With our bank now charging for payments by cheque or cash, we would urge those who can to please pay by BACS to our bank business account:

name: Kineton and District Local History Group,

sort code: 40-43-19;

acc. no. 71281992. Please include your full name so we can correctly attribute your payment.

You can join at any talk.

Other Society Events.

Warmington Heritage Group

Thursday April 21stth Chris Pickford Notable Buildings of Warwickshire. in the Village Hall at 7.30pm

Thursday May 19th  Jude Barrett Art and Archaeology in the Village Hall at 7.30pm

Warwickshire Local History Society

K&DLHG is affiliated to WLHS and our members are entitled to join their meetings.

Tue 26 April 2022 at 19:30 The next WLHG talk via Zoom :is by Maria Tauber Sir Roger Newdigate at Arbury.  Go to  www.warwickshirehistory.org.uk  for link to join the meeting

British Association for Local History.  The Kineton Group is also a Member of BALH and they run lectures and talks which are open to our members. 

Check their website www.balh.org.ukf or upcoming talks available virtually.

Birmingham and Warwickshire Archaeological Society

Wednesday  20th April 7.00pm.
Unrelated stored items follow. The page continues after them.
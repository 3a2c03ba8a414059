use std::time::Duration;

use thiserror::Error;

/// Errors surfaced to callers of the worker lifecycle API.
///
/// Task-level failures never show up here: they are handled (retried or
/// discarded) inside the drain loop and only reported through logs.
#[derive(Debug, Error)]
pub enum WorkerError {
    #[error("worker '{0}' already registered")]
    AlreadyRegistered(String),

    #[error("worker '{0}' has already been started")]
    AlreadyStarted(String),

    #[error("invalid worker config: {0}")]
    InvalidConfig(String),

    #[error("worker '{worker}' shutdown timeout exceeded ({timeout:?})")]
    StopTimeout { worker: String, timeout: Duration },

    #[error("worker '{0}' is already being stopped by another caller")]
    StopInProgress(String),

    #[error("worker '{worker}' poll loop crashed: {reason}")]
    Crashed { worker: String, reason: String },

    #[error("failed to start {} worker(s): {}", .0.len(), describe(.0))]
    StartFailed(Vec<(String, WorkerError)>),

    #[error("failed to stop {} worker(s): {}", .0.len(), describe(.0))]
    StopFailed(Vec<(String, WorkerError)>),
}

impl WorkerError {
    /// Registration names of the workers behind an aggregate error.
    pub fn failed_workers(&self) -> Vec<&str> {
        match self {
            WorkerError::StartFailed(failures) | WorkerError::StopFailed(failures) => {
                failures.iter().map(|(name, _)| name.as_str()).collect()
            }
            _ => Vec::new(),
        }
    }
}

fn describe(failures: &[(String, WorkerError)]) -> String {
    failures
        .iter()
        .map(|(name, err)| format!("worker '{name}': {err}"))
        .collect::<Vec<_>>()
        .join("; ")
}
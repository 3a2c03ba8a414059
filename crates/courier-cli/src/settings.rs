//! JSON settings file for the `courier` binary.
//!
//! Every field has a default, so an empty object (or no file at all) yields
//! the single question-sync worker.

use std::path::Path;
use std::time::Duration;

use anyhow::Context;
use courier_core::processors::QUESTION_SYNC_QUEUE;
use courier_core::processors::question::DEFAULT_DEDUP_TTL;
use courier_core::worker::{DEFAULT_MAX_RETRIES, DEFAULT_POLL_INTERVAL};
use courier_core::{ExponentialBackoff, RedisPoolConfig, WorkerConfig};
use serde::Deserialize;

pub const DEFAULT_REDIS_URL: &str = "redis://127.0.0.1:6379";

#[derive(Debug, Clone, Deserialize)]
#[serde(default, deny_unknown_fields)]
pub struct Settings {
    pub redis_url: String,
    pub redis: RedisSettings,
    /// How long the usage store remembers an applied delivery id.
    pub usage_dedup_ttl_secs: u64,
    pub shutdown_timeout_ms: u64,
    pub workers: Vec<WorkerSettings>,
}

impl Default for Settings {
    fn default() -> Self {
        Self {
            redis_url: DEFAULT_REDIS_URL.to_string(),
            redis: RedisSettings::default(),
            usage_dedup_ttl_secs: DEFAULT_DEDUP_TTL.as_secs(),
            shutdown_timeout_ms: 30_000,
            workers: vec![WorkerSettings::default()],
        }
    }
}

impl Settings {
    pub fn load(path: &Path) -> anyhow::Result<Self> {
        let raw = std::fs::read_to_string(path)
            .with_context(|| format!("read settings file {}", path.display()))?;
        Self::parse(&raw).with_context(|| format!("parse settings file {}", path.display()))
    }

    pub fn parse(raw: &str) -> anyhow::Result<Self> {
        let settings: Settings = serde_json::from_str(raw)?;
        settings.validate()?;
        Ok(settings)
    }

    pub fn shutdown_timeout(&self) -> Duration {
        Duration::from_millis(self.shutdown_timeout_ms)
    }

    pub fn usage_dedup_ttl(&self) -> Duration {
        Duration::from_secs(self.usage_dedup_ttl_secs)
    }

    fn validate(&self) -> anyhow::Result<()> {
        if self.workers.is_empty() {
            anyhow::bail!("at least one worker must be configured");
        }
        if self.usage_dedup_ttl_secs == 0 {
            anyhow::bail!("usage_dedup_ttl_secs must be > 0");
        }
        for worker in &self.workers {
            worker
                .worker_config()
                .validate()
                .with_context(|| format!("worker '{}'", worker.name))?;
        }
        self.redis.pool_config().validate()?;
        Ok(())
    }
}

#[derive(Debug, Clone, Deserialize)]
#[serde(default, deny_unknown_fields)]
pub struct RedisSettings {
    pub max_size: u32,
    pub min_idle: u32,
    pub connection_timeout_ms: u64,
    pub idle_timeout_ms: u64,
    pub max_lifetime_ms: u64,
}

impl Default for RedisSettings {
    fn default() -> Self {
        let pool = RedisPoolConfig::default();
        Self {
            max_size: pool.max_size,
            min_idle: pool.min_idle,
            connection_timeout_ms: pool.connection_timeout.as_millis() as u64,
            idle_timeout_ms: pool.idle_timeout.as_millis() as u64,
            max_lifetime_ms: pool.max_lifetime.as_millis() as u64,
        }
    }
}

impl RedisSettings {
    pub fn pool_config(&self) -> RedisPoolConfig {
        RedisPoolConfig {
            max_size: self.max_size,
            min_idle: self.min_idle,
            connection_timeout: Duration::from_millis(self.connection_timeout_ms),
            idle_timeout: Duration::from_millis(self.idle_timeout_ms),
            max_lifetime: Duration::from_millis(self.max_lifetime_ms),
        }
    }
}

#[derive(Debug, Clone, Deserialize)]
#[serde(default, deny_unknown_fields)]
pub struct WorkerSettings {
    /// Registration name in the manager.
    pub name: String,
    pub worker_name: String,
    pub queue_key: String,
    pub poll_interval_ms: u64,
    pub max_retries: u32,
    /// Absent means failed tasks are re-pushed immediately.
    pub backoff: Option<BackoffSettings>,
}

impl Default for WorkerSettings {
    fn default() -> Self {
        Self {
            name: "question-sync".to_string(),
            worker_name: "question-sync-worker".to_string(),
            queue_key: QUESTION_SYNC_QUEUE.to_string(),
            poll_interval_ms: DEFAULT_POLL_INTERVAL.as_millis() as u64,
            max_retries: DEFAULT_MAX_RETRIES,
            backoff: None,
        }
    }
}

impl WorkerSettings {
    pub fn worker_config(&self) -> WorkerConfig {
        WorkerConfig::new(self.worker_name.clone(), self.queue_key.clone())
            .with_poll_interval(Duration::from_millis(self.poll_interval_ms))
            .with_max_retries(self.max_retries)
    }
}

#[derive(Debug, Clone, Deserialize)]
#[serde(default, deny_unknown_fields)]
pub struct BackoffSettings {
    pub base_delay_ms: u64,
    pub multiplier: f64,
    pub max_delay_ms: u64,
    pub jitter: bool,
}

impl Default for BackoffSettings {
    fn default() -> Self {
        let policy = ExponentialBackoff::default();
        Self {
            base_delay_ms: policy.base_delay.as_millis() as u64,
            multiplier: policy.multiplier,
            max_delay_ms: policy.max_delay.as_millis() as u64,
            jitter: policy.jitter,
        }
    }
}

impl BackoffSettings {
    pub fn policy(&self) -> ExponentialBackoff {
        ExponentialBackoff {
            base_delay: Duration::from_millis(self.base_delay_ms),
            multiplier: self.multiplier,
            max_delay: Duration::from_millis(self.max_delay_ms),
            jitter: self.jitter,
        }
    }
}
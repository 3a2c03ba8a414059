use std::sync::Arc;

use async_trait::async_trait;
use tokio_util::sync::CancellationToken;
use tracing::info;

use super::store::{Applied, QuestionActivity, UsageStore};
use super::task::{QuestionTask, TASK_TYPE_PRACTICE, TASK_TYPE_STUDY, TASK_TYPE_USAGE};
use crate::ports::{ProcessError, TaskProcessor};

/// Writes question study/practice counters and project usage counters.
pub struct QuestionTaskProcessor {
    store: Arc<dyn UsageStore>,
}

impl QuestionTaskProcessor {
    pub fn new(store: Arc<dyn UsageStore>) -> Self {
        Self { store }
    }

    async fn sync_question(
        &self,
        task: &QuestionTask,
        activity: QuestionActivity,
    ) -> Result<(), ProcessError> {
        let question_id = task.question_id.ok_or_else(|| ProcessError::InvalidTask {
            task_type: task.task_type.clone(),
            reason: "missing question_id".to_string(),
        })?;

        let applied = self
            .store
            .record_question_activity(
                task.delivery_id,
                activity,
                task.user_id,
                question_id,
                task.time,
            )
            .await?;

        if applied == Applied::Duplicate {
            log_duplicate(task);
            return Ok(());
        }
        let action = match activity {
            QuestionActivity::Study => "synced_study_to_db",
            QuestionActivity::Practice => "synced_practice_to_db",
        };
        info!(
            action,
            user_id = task.user_id,
            question_id,
            applied = ?applied,
            "question activity synced"
        );
        Ok(())
    }

    async fn sync_usage(&self, task: &QuestionTask) -> Result<(), ProcessError> {
        let project_id = task.project_id.ok_or_else(|| ProcessError::InvalidTask {
            task_type: task.task_type.clone(),
            reason: "missing project_id".to_string(),
        })?;

        let applied = self
            .store
            .record_project_usage(task.delivery_id, task.user_id, project_id, task.time)
            .await?;

        if applied == Applied::Duplicate {
            log_duplicate(task);
            return Ok(());
        }
        info!(
            action = "synced_usage_to_db",
            user_id = task.user_id,
            project_id,
            applied = ?applied,
            "project usage synced"
        );
        Ok(())
    }
}

fn log_duplicate(task: &QuestionTask) {
    info!(
        action = "duplicate_delivery_skipped",
        task_type = %task.task_type,
        user_id = task.user_id,
        delivery_id = ?task.delivery_id,
        "delivery already applied, skipping"
    );
}

#[async_trait]
impl TaskProcessor for QuestionTaskProcessor {
    type Task = QuestionTask;

    async fn process_task(
        &self,
        _cancel: &CancellationToken,
        task: &QuestionTask,
    ) -> Result<(), ProcessError> {
        match task.task_type.as_str() {
            TASK_TYPE_STUDY => self.sync_question(task, QuestionActivity::Study).await,
            TASK_TYPE_PRACTICE => self.sync_question(task, QuestionActivity::Practice).await,
            TASK_TYPE_USAGE => self.sync_usage(task).await,
            other => Err(ProcessError::UnsupportedType(other.to_string())),
        }
    }

    fn supported_types(&self) -> Vec<&'static str> {
        vec![TASK_TYPE_STUDY, TASK_TYPE_PRACTICE, TASK_TYPE_USAGE]
    }
}

#[cfg(test)]
mod tests {
    use super::*;
    use crate::domain::DeliveryId;
    use crate::processors::question::InMemoryUsageStore;
    use chrono::{TimeZone, Utc};
    use rstest::rstest;

    fn processor() -> (Arc<InMemoryUsageStore>, QuestionTaskProcessor) {
        let store = Arc::new(InMemoryUsageStore::new());
        let processor = QuestionTaskProcessor::new(store.clone());
        (store, processor)
    }

    fn at() -> chrono::DateTime<Utc> {
        Utc.with_ymd_and_hms(2024, 6, 1, 8, 0, 0).unwrap()
    }

    #[tokio::test]
    async fn dispatches_each_type_to_its_counter() {
        let (store, processor) = processor();
        let cancel = CancellationToken::new();

        for task in [
            QuestionTask::study(1, 100, at()),
            QuestionTask::study(1, 100, at()),
            QuestionTask::practice(1, 100, at()),
            QuestionTask::usage(1, 5, at()),
        ] {
            processor.process_task(&cancel, &task).await.unwrap();
        }

        let question = store.question_usage(1, 100).await.unwrap();
        assert_eq!(question.study_count, 2);
        assert_eq!(question.practice_count, 1);
        assert_eq!(store.project_usage(1, 5).await.unwrap().usage_count, 1);
    }

    #[rstest]
    #[case::study_without_question("study")]
    #[case::practice_without_question("practice")]
    #[case::usage_without_project("usage")]
    #[tokio::test]
    async fn missing_target_id_is_invalid(#[case] task_type: &str) {
        let (_store, processor) = processor();
        let task = QuestionTask {
            task_type: task_type.to_string(),
            user_id: 1,
            question_id: None,
            project_id: None,
            time: at(),
            retry_count: 0,
            delivery_id: None,
        };

        let err = processor
            .process_task(&CancellationToken::new(), &task)
            .await
            .unwrap_err();
        assert!(matches!(err, ProcessError::InvalidTask { .. }));
    }

    #[tokio::test]
    async fn unknown_type_is_rejected() {
        let (_store, processor) = processor();
        let mut task = QuestionTask::study(1, 1, at());
        task.task_type = "review".to_string();

        let err = processor
            .process_task(&CancellationToken::new(), &task)
            .await
            .unwrap_err();
        assert!(matches!(err, ProcessError::UnsupportedType(ref t) if t == "review"));
    }

    #[tokio::test]
    async fn store_outage_surfaces_as_backend_error() {
        let (store, processor) = processor();
        store.set_offline(true);

        let err = processor
            .process_task(&CancellationToken::new(), &QuestionTask::usage(1, 1, at()))
            .await
            .unwrap_err();
        assert!(matches!(err, ProcessError::Backend(_)));
    }

    #[tokio::test]
    async fn redelivered_task_counts_once() {
        let (store, processor) = processor();
        let task = QuestionTask::practice(3, 7, at()).with_delivery_id(DeliveryId::new_at(at()));
        let cancel = CancellationToken::new();

        processor.process_task(&cancel, &task).await.unwrap();
        processor.process_task(&cancel, &task).await.unwrap();

        assert_eq!(store.question_usage(3, 7).await.unwrap().practice_count, 1);
    }

    #[test]
    fn unmarshal_reads_wire_payload() {
        let (_store, processor) = processor();
        let raw = br#"{"type":"usage","user_id":4,"project_id":2,"time":"2024-06-01T08:00:00Z","retry_count":1}"#;

        let task = processor.unmarshal(raw).unwrap();
        assert_eq!(task.project_id, Some(2));
        assert_eq!(task.retry_count, 1);
        assert_eq!(processor.supported_types(), vec!["study", "practice", "usage"]);
    }
}
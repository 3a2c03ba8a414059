//! Question usage sync.
//!
//! The API records study / practice / project-usage events by pushing a
//! [`QuestionTask`] instead of writing counters inline. A worker bound to
//! [`QUESTION_SYNC_QUEUE`] runs [`QuestionTaskProcessor`], which upserts the
//! counters through a [`UsageStore`]: [`RedisUsageStore`] in production,
//! [`InMemoryUsageStore`] in tests and demo runs.

mod processor;
mod producer;
mod redis_store;
mod store;
mod task;

pub use self::processor::QuestionTaskProcessor;
pub use self::producer::QuestionTaskProducer;
pub use self::redis_store::{DEFAULT_DEDUP_TTL, DEFAULT_KEY_PREFIX, RedisUsageStore};
pub use self::store::{
    Applied, InMemoryUsageStore, ProjectUsage, QuestionActivity, QuestionUsage, StoreError,
    UsageStore,
};
pub use self::task::{QuestionTask, TASK_TYPE_PRACTICE, TASK_TYPE_STUDY, TASK_TYPE_USAGE};

/// Queue key the question sync worker drains.
pub const QUESTION_SYNC_QUEUE: &str = "sync:question:usage";

#[cfg(test)]
mod tests {
    use std::sync::Arc;
    use std::time::Duration;

    use tokio_util::sync::CancellationToken;

    use super::*;
    use crate::impls::InMemoryQueueProvider;
    use crate::ports::QueueProvider;
    use crate::worker::{ExponentialBackoff, ManagedWorker, Worker, WorkerConfig};

    async fn synced(store: &InMemoryUsageStore) -> bool {
        store.question_usage(1, 10).await.is_some() && store.project_usage(1, 3).await.is_some()
    }

    #[tokio::test]
    async fn worker_syncs_produced_events_after_store_recovers() {
        let queue = Arc::new(InMemoryQueueProvider::new());
        let store = Arc::new(InMemoryUsageStore::new());
        let producer = QuestionTaskProducer::new(queue.clone());
        let worker = Worker::new(
            WorkerConfig::new("question-sync-worker", QUESTION_SYNC_QUEUE)
                .with_poll_interval(Duration::from_millis(20))
                .with_max_retries(100),
            Arc::new(QuestionTaskProcessor::new(store.clone())),
            queue.clone(),
        )
        .unwrap()
        .with_retry_policy(ExponentialBackoff {
            base_delay: Duration::from_millis(10),
            multiplier: 1.0,
            max_delay: Duration::from_millis(10),
            jitter: false,
        });

        store.set_offline(true);
        producer.record_study(1, 10).await.unwrap();
        producer.record_usage(1, 3).await.unwrap();

        let root = CancellationToken::new();
        worker.start(&root).unwrap();
        tokio::time::sleep(Duration::from_millis(60)).await;
        store.set_offline(false);

        let deadline = tokio::time::Instant::now() + Duration::from_secs(2);
        while !synced(&store).await && tokio::time::Instant::now() < deadline {
            tokio::time::sleep(Duration::from_millis(10)).await;
        }
        worker.stop(Duration::from_secs(1)).await.unwrap();

        assert!(synced(&store).await);
        assert_eq!(store.question_usage(1, 10).await.unwrap().study_count, 1);
        assert_eq!(store.project_usage(1, 3).await.unwrap().usage_count, 1);
        assert_eq!(queue.length(QUESTION_SYNC_QUEUE).await.unwrap(), 0);
    }
}
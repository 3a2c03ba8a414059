//! courier-core
//!
//! Building blocks for deferred, at-least-once background work.
//!
//! # Modules
//! - **domain**: task contract and delivery ids
//! - **ports**: abstractions over the outside world (TaskProcessor, QueueProvider, Clock)
//! - **impls**: queue backends (in-memory, Redis lists)
//! - **worker**: polling worker, retry policies, and the WorkerManager fleet
//! - **processors**: business adapters (question usage sync) and their producers
//! - **producer**: generic enqueue helper for API-side code
//! - **error**: framework errors surfaced to callers
//!
//! # Flow
//! A producer serializes a [`Task`] and calls [`QueueProvider::push`]. A
//! [`Worker`] polls its queue key on an interval, drains it on every tick and
//! hands each task to its [`TaskProcessor`]. Failed tasks are re-pushed to the
//! back of the same queue until `max_retries` is spent, then discarded.

pub mod domain;
pub mod error;
pub mod impls;
pub mod ports;
pub mod processors;
pub mod producer;
pub mod worker;

#[cfg(test)]
pub(crate) mod test_support;

pub use self::domain::{DeliveryId, Task};
pub use self::error::WorkerError;
pub use self::impls::{InMemoryQueueProvider, RedisPoolConfig, RedisQueueProvider};
pub use self::producer::{EnqueueError, enqueue};
pub use self::ports::{
    Clock, FixedClock, ProcessError, QueueError, QueueProvider, SystemClock, TaskProcessor,
};
pub use self::worker::{
    ExponentialBackoff, ImmediateRequeue, ManagedWorker, RetryPolicy, Worker, WorkerConfig,
    WorkerManager, WorkerState,
};
//! InMemoryQueueProvider - process-local queue backend.

use std::collections::{HashMap, VecDeque};

use async_trait::async_trait;
use tokio::sync::Mutex;

use crate::ports::{QueueError, QueueProvider};

/// One FIFO of serialized tasks per queue key.
///
/// Each operation completes under a single lock acquisition, which gives the
/// atomic pop the worker relies on. Nothing survives the process.
#[derive(Default)]
pub struct InMemoryQueueProvider {
    queues: Mutex<HashMap<String, VecDeque<String>>>,
}

impl InMemoryQueueProvider {
    pub fn new() -> Self {
        Self::default()
    }

    /// Copy of the items currently queued under `queue_key`, oldest first.
    pub async fn snapshot(&self, queue_key: &str) -> Vec<String> {
        let queues = self.queues.lock().await;
        queues
            .get(queue_key)
            .map(|queue| queue.iter().cloned().collect())
            .unwrap_or_default()
    }
}

#[async_trait]
impl QueueProvider for InMemoryQueueProvider {
    async fn push(&self, queue_key: &str, task_data: &str) -> Result<(), QueueError> {
        let mut queues = self.queues.lock().await;
        queues
            .entry(queue_key.to_string())
            .or_default()
            .push_back(task_data.to_string());
        Ok(())
    }

    async fn pop(&self, queue_key: &str) -> Result<Option<String>, QueueError> {
        let mut queues = self.queues.lock().await;
        Ok(queues.get_mut(queue_key).and_then(VecDeque::pop_front))
    }

    async fn length(&self, queue_key: &str) -> Result<i64, QueueError> {
        let queues = self.queues.lock().await;
        Ok(queues.get(queue_key).map_or(0, |queue| queue.len() as i64))
    }
}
Online only: David Freke Medieval Grafitti of South Warwickshire Churches  Email frekedj@globalnet.co.uk  for link to join this free talk.  

Warwickshire in WWII

The link below takes you to a fascinating article about WWII in the locality, keep going to the end to read about PoW Camp 31 at Ettington. 

https://www.forces.net/heritage/history/doorstep-history-german-soldiers-buried-warwickshire?fbclid=IwAR2glVLC2bOpFyt0W1hkJRPiG_zjVhlc7d-y4KjAfZ3uBySlvBj7w63esv0

Don’t forget to check our own website at:

Kineton and District Local History Group (kinetonhistory.co.uk)

Committee News.  The committee met 14th March via Zoom 4.00pm. 

Date of next Committee meeting.  9th May.  Venue tbc

DF 19.04.22

Contact:  David Freke   tel: 07876 290044…Email frekedj@globalnet.co.uk

Newsletter March 2022

Our AGM will take place on Friday 19th March in the Village hall at 7.30pm, followed by the talk by James Ranahan, postponed from last month. 

The AGM Agenda, the,Minutes of the 2021 AGM,  the reviewed 2021 Accounts, and the Chairman’s and Treasurer’s reports will be circulated in the next few days in order to make the AGM business as brief as possible. The main business of the AGM will be to accept these reports and elect a committee for 2022-23  

All members of the present committee are standing for re-election:

David Freke Chair,                                        

Roger Gaunt Vice Chair,                               

Alec Hitchman Treasurer,                               

Ilona Sekacz Secretary,                                 

Claire Roberts Programme Secretary,           

Catherine Petrie PR,

Pamela Redgrave Membership Secretary,

Isobel Gill,

Rosemary Collier,

George Lokuciewski, 

Peter Waters

                                    ,

Nominations to the 2022-23 committee are invited and may be proposed and seconded at the meeting.  Please consider joining us.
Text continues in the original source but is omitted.